(Dataset entries)
..............................
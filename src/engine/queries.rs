use ulid::Ulid;

use crate::model::*;

use super::{Engine, EngineError};

impl Engine {
    pub async fn get_rule(&self, id: Ulid) -> Result<AvailabilityRule, EngineError> {
        self.rules
            .find_by_id(id)
            .await?
            .ok_or(EngineError::NotFound(id))
    }

    /// All rules, or only those in `status`. Ordered by `valid_from`.
    pub async fn list_rules(
        &self,
        status: Option<RuleStatus>,
    ) -> Result<Vec<AvailabilityRule>, EngineError> {
        Ok(match status {
            Some(s) => self.rules.find_by_status(s).await?,
            None => self.rules.find_all().await?,
        })
    }

    pub async fn get_override(&self, id: Ulid) -> Result<AvailabilityOverride, EngineError> {
        self.overrides
            .find_by_id(id)
            .await?
            .ok_or(EngineError::NotFound(id))
    }

    pub async fn list_overrides(
        &self,
        status: Option<OverrideStatus>,
    ) -> Result<Vec<AvailabilityOverride>, EngineError> {
        Ok(match status {
            Some(s) => self.overrides.find_by_status(s).await?,
            None => self.overrides.find_all().await?,
        })
    }

    /// Zone shared by every non-archived rule, if any rule exists.
    pub async fn calendar_timezone(&self) -> Result<Option<String>, EngineError> {
        Ok(self
            .rules
            .find_all_non_archived(None)
            .await?
            .into_iter()
            .next()
            .map(|r| r.timezone))
    }
}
..............................
▶ _Work required_
Each line above that includes the word "Ulid" is to be copied.

▶ _Exercise result_
use ulid::Ulid;
    pub async fn get_rule(&self, id: Ulid) -> Result<AvailabilityRule, EngineError> {
    pub async fn get_override(&self, id: Ulid) -> Result<AvailabilityOverride, EngineError> {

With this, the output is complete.